• Try it: In the records, find each line where "decimals" occurs, and copy it.

Dataset entries:
☆ ☆ ☆
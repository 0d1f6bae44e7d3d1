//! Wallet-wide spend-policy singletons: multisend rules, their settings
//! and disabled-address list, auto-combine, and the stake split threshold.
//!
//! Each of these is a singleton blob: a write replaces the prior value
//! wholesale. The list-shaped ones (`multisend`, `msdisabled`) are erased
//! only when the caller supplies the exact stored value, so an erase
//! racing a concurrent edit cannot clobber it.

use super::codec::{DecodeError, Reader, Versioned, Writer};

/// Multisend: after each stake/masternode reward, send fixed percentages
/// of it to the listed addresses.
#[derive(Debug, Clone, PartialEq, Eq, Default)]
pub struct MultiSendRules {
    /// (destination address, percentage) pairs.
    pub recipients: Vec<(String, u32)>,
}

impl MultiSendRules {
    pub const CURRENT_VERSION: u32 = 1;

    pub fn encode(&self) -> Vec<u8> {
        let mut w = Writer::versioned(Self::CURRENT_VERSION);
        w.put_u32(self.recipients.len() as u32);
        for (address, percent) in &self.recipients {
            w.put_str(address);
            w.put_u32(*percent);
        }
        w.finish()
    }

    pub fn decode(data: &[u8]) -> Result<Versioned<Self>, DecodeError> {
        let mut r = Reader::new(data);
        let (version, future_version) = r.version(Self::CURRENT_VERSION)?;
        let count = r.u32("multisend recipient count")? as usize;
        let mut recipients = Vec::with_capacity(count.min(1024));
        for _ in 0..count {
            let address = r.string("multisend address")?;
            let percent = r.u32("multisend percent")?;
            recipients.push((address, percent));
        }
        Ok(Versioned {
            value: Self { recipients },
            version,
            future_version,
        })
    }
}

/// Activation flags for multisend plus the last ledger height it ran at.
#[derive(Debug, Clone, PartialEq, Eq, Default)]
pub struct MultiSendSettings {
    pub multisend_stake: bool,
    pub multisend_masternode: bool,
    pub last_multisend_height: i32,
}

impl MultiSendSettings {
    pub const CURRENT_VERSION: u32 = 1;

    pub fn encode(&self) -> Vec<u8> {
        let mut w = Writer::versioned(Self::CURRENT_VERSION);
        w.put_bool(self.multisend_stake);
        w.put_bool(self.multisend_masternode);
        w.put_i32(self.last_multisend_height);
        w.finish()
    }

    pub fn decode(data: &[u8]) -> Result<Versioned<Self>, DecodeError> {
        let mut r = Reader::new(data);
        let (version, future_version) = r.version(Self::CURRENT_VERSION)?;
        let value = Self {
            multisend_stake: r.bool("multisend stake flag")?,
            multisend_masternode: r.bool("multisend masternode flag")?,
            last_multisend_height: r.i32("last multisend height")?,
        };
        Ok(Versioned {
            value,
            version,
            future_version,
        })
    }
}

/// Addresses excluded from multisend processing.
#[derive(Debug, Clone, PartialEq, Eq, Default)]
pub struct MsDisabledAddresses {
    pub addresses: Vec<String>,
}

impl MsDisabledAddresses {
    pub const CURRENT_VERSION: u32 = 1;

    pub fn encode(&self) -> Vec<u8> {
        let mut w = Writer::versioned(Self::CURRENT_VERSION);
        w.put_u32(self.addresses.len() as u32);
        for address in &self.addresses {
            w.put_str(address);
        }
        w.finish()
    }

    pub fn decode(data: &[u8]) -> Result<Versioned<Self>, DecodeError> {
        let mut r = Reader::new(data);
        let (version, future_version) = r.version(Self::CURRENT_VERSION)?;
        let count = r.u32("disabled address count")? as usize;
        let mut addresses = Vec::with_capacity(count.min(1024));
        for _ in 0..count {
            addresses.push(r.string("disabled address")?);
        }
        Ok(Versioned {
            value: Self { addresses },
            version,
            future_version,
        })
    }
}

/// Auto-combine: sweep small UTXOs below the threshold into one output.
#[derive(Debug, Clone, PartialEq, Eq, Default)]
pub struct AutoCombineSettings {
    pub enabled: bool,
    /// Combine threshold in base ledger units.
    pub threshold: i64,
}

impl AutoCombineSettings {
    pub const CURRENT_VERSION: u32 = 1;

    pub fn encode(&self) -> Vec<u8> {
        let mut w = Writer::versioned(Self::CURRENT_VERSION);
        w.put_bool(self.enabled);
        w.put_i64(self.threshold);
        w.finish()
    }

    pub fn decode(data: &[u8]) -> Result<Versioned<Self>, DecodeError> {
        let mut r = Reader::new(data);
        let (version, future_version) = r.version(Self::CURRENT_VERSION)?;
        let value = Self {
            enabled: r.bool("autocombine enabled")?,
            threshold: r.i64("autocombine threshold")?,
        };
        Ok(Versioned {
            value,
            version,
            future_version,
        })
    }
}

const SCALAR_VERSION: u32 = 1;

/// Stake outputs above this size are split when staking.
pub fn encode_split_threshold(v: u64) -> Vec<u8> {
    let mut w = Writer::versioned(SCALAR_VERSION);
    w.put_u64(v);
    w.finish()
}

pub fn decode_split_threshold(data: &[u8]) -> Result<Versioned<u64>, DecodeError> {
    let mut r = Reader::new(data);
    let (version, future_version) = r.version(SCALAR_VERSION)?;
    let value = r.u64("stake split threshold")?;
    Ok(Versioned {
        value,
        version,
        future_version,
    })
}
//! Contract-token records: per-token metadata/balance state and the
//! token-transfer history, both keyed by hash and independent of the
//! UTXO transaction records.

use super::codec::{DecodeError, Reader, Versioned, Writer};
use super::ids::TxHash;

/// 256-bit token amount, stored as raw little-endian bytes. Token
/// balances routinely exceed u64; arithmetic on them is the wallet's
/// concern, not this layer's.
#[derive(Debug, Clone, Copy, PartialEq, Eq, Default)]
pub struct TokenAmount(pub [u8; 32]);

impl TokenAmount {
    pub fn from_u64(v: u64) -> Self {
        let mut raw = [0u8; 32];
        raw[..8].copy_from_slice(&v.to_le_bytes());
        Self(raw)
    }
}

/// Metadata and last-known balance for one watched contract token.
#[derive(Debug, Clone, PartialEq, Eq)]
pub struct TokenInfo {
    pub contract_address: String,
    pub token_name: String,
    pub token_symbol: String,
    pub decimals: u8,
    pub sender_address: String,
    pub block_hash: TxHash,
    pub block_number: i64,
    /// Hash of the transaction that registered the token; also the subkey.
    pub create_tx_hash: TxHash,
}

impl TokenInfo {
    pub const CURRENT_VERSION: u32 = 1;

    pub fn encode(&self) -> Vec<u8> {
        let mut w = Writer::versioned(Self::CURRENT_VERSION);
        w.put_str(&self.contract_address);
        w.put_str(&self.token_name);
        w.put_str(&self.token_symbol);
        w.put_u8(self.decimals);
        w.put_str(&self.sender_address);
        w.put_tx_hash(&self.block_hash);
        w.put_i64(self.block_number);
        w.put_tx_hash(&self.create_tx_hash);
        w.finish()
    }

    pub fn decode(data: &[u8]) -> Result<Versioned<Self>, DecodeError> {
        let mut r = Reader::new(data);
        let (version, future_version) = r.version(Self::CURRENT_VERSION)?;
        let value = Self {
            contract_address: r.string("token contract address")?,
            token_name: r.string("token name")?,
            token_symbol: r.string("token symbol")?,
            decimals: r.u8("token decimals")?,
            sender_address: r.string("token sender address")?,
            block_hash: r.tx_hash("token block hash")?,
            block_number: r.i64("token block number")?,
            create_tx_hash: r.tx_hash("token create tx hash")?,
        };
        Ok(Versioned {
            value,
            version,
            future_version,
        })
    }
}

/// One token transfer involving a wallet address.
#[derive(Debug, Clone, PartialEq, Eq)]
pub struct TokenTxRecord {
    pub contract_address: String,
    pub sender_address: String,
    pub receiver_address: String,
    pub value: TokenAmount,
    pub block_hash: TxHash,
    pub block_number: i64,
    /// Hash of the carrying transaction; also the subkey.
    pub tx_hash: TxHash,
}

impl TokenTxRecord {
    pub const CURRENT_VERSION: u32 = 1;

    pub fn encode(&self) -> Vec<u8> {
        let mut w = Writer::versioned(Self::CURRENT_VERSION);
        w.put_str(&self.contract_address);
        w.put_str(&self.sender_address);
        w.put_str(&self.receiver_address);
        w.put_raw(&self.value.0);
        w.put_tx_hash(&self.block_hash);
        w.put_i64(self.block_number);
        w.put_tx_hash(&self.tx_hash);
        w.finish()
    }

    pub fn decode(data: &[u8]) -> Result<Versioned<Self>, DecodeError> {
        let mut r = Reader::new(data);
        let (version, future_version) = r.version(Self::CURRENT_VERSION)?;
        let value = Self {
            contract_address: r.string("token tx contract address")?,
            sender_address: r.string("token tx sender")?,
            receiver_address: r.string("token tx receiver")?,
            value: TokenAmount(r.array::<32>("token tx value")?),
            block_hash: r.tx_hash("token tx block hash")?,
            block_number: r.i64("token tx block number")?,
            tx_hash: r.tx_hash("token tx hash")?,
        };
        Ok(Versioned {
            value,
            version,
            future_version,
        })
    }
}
☆ ☆ ☆
• Exercise result:
    pub decimals: u8,
        w.put_u8(self.decimals);
            decimals: r.u8("token decimals")?,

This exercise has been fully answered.